ACTIVITY
Exact copies of all the records are to be printed.

EXTRACTED RECORDS
+===+

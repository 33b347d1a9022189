//! The immutable `Workflow` graph snapshot: executors, edges, a designated
//! start, and the resume compatibility key (graph hash).

pub mod builder;
pub mod hash;
pub mod validate;

use std::collections::HashMap;
use std::sync::Arc;

pub use builder::WorkflowBuilder;
pub use validate::ValidationError;

use crate::checkpoint::CheckpointStorage;
use crate::edge::Edge;
use crate::executor::Executor;

/// An immutable graph of executors and edges with a designated start.
/// Shared (via `Arc<Workflow>`) by every in-flight `Runner` built from it.
pub struct Workflow {
    pub(crate) executors: HashMap<String, Arc<dyn Executor>>,
    pub(crate) edges: Vec<Edge>,
    pub(crate) start: String,
    pub(crate) checkpoint_storage: Option<Arc<dyn CheckpointStorage>>,
    pub(crate) max_iterations: usize,
    pub(crate) strict_mode: bool,
    pub(crate) checkpoint_every_step: bool,
    pub(crate) graph_hash: u64,
}

impl Workflow {
    pub fn builder() -> WorkflowBuilder {
        WorkflowBuilder::new()
    }

    pub fn graph_hash(&self) -> u64 {
        self.graph_hash
    }

    pub fn start_id(&self) -> &str {
        &self.start
    }

    pub fn executor(&self, id: &str) -> Option<&Arc<dyn Executor>> {
        self.executors.get(id)
    }

    pub fn executor_ids(&self) -> impl Iterator<Item = &str> {
        self.executors.keys().map(String::as_str)
    }

    pub fn edges(&self) -> &[Edge] {
        &self.edges
    }

    pub fn outgoing_edges(&self, source_id: &str) -> Vec<&Edge> {
        self.edges
            .iter()
            .filter(|e| e.sources().contains(&source_id))
            .collect()
    }

    pub fn max_iterations(&self) -> usize {
        self.max_iterations
    }

    pub fn strict_mode(&self) -> bool {
        self.strict_mode
    }

    pub fn checkpoint_every_step(&self) -> bool {
        self.checkpoint_every_step
    }

    pub fn checkpoint_storage(&self) -> Option<&Arc<dyn CheckpointStorage>> {
        self.checkpoint_storage.as_ref()
    }
}

#[cfg(test)]
mod tests {
    use super::*;
    use crate::executor::ExecutorBuilder;

    #[test]
    fn outgoing_edges_includes_fan_in_when_source_participates() {
        let a = Arc::new(ExecutorBuilder::new("a").on::<String, _, _>(|_s, _ctx| async move { Ok(()) }).build());
        let b = Arc::new(ExecutorBuilder::new("b").on::<String, _, _>(|_s, _ctx| async move { Ok(()) }).build());
        let c = Arc::new(ExecutorBuilder::new("c").on::<Vec<crate::message::Message>, _, _>(|_s, _ctx| async move { Ok(()) }).build());
        let workflow = WorkflowBuilder::new()
            .add_executor(a)
            .add_executor(b)
            .add_executor(c)
            .start_with("a")
            .add_edge(Edge::direct("a", "b"))
            .add_edge(Edge::fan_in(
                vec!["a".into(), "b".into()],
                "c",
                std::sync::Arc::new(|mut msgs: Vec<crate::message::Message>| msgs.remove(0)),
            ))
            .build()
            .unwrap();

        assert_eq!(workflow.outgoing_edges("a").len(), 2);
    }
}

+===+

TASK SOLUTION
repository 33b347d1a9022189
//! The immutable `Workflow` graph snapshot: executors, edges, a designated
//! start, and the resume compatibility key (graph hash).

pub mod builder;
pub mod hash;
pub mod validate;

use std::collections::HashMap;
use std::sync::Arc;

pub use builder::WorkflowBuilder;
pub use validate::ValidationError;

use crate::checkpoint::CheckpointStorage;
use crate::edge::Edge;
use crate::executor::Executor;

/// An immutable graph of executors and edges with a designated start.
/// Shared (via `Arc<Workflow>`) by every in-flight `Runner` built from it.
pub struct Workflow {
    pub(crate) executors: HashMap<String, Arc<dyn Executor>>,
    pub(crate) edges: Vec<Edge>,
    pub(crate) start: String,
    pub(crate) checkpoint_storage: Option<Arc<dyn CheckpointStorage>>,
    pub(crate) max_iterations: usize,
    pub(crate) strict_mode: bool,
    pub(crate) checkpoint_every_step: bool,
    pub(crate) graph_hash: u64,
}

impl Workflow {
    pub fn builder() -> WorkflowBuilder {
        WorkflowBuilder::new()
    }

    pub fn graph_hash(&self) -> u64 {
        self.graph_hash
    }

    pub fn start_id(&self) -> &str {
        &self.start
    }

    pub fn executor(&self, id: &str) -> Option<&Arc<dyn Executor>> {
        self.executors.get(id)
    }

    pub fn executor_ids(&self) -> impl Iterator<Item = &str> {
        self.executors.keys().map(String::as_str)
    }

    pub fn edges(&self) -> &[Edge] {
        &self.edges
    }

    pub fn outgoing_edges(&self, source_id: &str) -> Vec<&Edge> {
        self.edges
            .iter()
            .filter(|e| e.sources().contains(&source_id))
            .collect()
    }

    pub fn max_iterations(&self) -> usize {
        self.max_iterations
    }

    pub fn strict_mode(&self) -> bool {
        self.strict_mode
    }

    pub fn checkpoint_every_step(&self) -> bool {
        self.checkpoint_every_step
    }

    pub fn checkpoint_storage(&self) -> Option<&Arc<dyn CheckpointStorage>> {
        self.checkpoint_storage.as_ref()
    }
}

#[cfg(test)]
mod tests {
    use super::*;
    use crate::executor::ExecutorBuilder;

    #[test]
    fn outgoing_edges_includes_fan_in_when_source_participates() {
        let a = Arc::new(ExecutorBuilder::new("a").on::<String, _, _>(|_s, _ctx| async move { Ok(()) }).build());
        let b = Arc::new(ExecutorBuilder::new("b").on::<String, _, _>(|_s, _ctx| async move { Ok(()) }).build());
        let c = Arc::new(ExecutorBuilder::new("c").on::<Vec<crate::message::Message>, _, _>(|_s, _ctx| async move { Ok(()) }).build());
        let workflow = WorkflowBuilder::new()
            .add_executor(a)
            .add_executor(b)
            .add_executor(c)
            .start_with("a")
            .add_edge(Edge::direct("a", "b"))
            .add_edge(Edge::fan_in(
                vec!["a".into(), "b".into()],
                "c",
                std::sync::Arc::new(|mut msgs: Vec<crate::message::Message>| msgs.remove(0)),
            ))
            .build()
            .unwrap();

        assert_eq!(workflow.outgoing_edges("a").len(), 2);
    }
}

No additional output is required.